-- What to do --
Show all lines of the entries in which the word "disabled" is found.

-- Data for review --

*** Begin section ***

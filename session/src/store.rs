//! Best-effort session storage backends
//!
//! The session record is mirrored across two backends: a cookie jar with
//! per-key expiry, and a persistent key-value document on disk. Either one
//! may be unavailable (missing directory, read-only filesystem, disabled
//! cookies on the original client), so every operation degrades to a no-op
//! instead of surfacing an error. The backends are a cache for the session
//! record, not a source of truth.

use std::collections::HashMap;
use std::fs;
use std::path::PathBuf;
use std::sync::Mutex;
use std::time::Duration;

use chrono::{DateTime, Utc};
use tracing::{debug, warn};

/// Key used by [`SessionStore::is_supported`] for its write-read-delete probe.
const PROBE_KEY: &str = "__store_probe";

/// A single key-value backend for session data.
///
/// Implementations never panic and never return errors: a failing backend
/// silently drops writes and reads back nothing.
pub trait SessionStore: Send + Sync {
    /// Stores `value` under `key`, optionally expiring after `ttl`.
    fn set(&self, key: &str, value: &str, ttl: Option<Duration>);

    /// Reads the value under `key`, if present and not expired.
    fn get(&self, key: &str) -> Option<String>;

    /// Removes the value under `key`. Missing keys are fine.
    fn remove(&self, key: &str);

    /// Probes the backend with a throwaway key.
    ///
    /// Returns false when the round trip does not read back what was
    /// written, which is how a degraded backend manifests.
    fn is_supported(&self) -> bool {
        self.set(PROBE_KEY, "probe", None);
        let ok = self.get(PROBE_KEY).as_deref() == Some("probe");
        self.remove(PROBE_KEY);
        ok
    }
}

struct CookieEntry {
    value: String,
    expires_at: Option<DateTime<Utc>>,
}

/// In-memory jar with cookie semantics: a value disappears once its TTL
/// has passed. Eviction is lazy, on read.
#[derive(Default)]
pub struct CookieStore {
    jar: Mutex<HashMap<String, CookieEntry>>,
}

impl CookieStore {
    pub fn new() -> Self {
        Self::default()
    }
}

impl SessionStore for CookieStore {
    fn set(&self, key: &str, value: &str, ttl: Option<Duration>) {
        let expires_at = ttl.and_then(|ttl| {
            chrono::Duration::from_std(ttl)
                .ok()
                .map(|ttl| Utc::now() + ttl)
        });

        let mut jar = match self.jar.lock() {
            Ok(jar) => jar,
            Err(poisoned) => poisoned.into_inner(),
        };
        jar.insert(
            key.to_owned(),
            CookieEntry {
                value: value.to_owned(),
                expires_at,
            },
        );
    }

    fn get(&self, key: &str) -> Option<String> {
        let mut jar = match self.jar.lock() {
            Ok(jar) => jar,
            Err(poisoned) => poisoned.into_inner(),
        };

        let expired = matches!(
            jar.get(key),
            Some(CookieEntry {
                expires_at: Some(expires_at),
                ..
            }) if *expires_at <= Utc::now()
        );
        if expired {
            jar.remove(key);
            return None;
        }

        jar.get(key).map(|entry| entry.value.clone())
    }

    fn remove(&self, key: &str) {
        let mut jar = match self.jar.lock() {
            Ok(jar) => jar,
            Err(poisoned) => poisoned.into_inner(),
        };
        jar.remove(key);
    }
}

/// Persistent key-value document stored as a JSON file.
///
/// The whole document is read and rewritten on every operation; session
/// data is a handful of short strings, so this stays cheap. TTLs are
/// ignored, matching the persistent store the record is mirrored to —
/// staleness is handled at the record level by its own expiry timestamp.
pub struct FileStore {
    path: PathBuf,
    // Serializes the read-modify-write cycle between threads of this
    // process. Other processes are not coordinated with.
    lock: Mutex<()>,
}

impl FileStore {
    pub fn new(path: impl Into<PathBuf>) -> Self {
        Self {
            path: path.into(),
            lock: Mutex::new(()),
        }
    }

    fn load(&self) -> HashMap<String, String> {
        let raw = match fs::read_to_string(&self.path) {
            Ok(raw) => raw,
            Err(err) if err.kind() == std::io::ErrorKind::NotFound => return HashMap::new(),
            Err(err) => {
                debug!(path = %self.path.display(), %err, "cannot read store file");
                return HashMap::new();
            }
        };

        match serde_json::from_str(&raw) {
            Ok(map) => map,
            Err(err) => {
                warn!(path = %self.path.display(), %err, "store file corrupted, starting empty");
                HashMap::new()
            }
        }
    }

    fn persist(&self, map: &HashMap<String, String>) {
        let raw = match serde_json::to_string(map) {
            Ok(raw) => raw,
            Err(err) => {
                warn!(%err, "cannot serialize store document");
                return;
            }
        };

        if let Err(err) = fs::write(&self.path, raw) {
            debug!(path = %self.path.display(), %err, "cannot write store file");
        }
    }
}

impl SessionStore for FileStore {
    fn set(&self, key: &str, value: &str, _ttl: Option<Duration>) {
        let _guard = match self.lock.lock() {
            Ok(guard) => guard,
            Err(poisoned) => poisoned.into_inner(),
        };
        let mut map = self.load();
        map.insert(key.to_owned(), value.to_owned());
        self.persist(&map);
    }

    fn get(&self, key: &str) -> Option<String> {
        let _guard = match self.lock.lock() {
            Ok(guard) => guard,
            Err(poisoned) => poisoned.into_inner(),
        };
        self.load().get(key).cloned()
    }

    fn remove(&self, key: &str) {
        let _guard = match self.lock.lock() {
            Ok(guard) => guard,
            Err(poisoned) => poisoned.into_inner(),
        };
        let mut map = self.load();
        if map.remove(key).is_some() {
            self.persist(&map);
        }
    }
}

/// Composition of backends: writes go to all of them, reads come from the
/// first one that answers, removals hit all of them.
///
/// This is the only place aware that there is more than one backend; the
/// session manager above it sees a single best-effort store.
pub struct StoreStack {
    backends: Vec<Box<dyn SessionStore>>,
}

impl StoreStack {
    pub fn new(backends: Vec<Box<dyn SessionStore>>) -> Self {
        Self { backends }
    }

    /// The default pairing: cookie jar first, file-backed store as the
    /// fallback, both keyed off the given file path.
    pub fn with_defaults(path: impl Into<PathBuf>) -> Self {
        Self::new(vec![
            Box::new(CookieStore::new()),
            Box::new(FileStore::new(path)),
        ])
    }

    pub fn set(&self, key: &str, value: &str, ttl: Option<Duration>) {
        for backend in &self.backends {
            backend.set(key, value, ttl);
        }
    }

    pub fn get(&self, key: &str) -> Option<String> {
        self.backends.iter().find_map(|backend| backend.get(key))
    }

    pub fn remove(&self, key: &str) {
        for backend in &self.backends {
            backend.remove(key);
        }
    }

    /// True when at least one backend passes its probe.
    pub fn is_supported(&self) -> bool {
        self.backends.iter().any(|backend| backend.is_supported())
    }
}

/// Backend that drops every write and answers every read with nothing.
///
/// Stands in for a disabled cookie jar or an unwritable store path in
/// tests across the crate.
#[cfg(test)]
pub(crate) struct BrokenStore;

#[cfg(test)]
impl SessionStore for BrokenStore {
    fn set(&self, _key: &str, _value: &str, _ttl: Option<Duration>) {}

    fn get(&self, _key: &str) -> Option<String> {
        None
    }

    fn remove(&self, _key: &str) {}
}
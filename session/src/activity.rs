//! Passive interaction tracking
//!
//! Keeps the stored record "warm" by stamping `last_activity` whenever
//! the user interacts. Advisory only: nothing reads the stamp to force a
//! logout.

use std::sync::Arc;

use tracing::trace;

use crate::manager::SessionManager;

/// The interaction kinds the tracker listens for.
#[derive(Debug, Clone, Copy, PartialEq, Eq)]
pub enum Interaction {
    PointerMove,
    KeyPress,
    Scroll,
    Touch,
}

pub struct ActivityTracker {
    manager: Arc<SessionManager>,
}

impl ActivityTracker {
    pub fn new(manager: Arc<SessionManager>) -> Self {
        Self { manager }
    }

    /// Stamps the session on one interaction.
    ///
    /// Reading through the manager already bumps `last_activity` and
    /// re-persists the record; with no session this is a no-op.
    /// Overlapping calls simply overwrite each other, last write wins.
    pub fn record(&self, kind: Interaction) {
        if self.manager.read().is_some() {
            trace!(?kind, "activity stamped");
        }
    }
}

*** End section ***

-- Response --
//! may be unavailable (missing directory, read-only filesystem, disabled
/// Stands in for a disabled cookie jar or an unwritable store path in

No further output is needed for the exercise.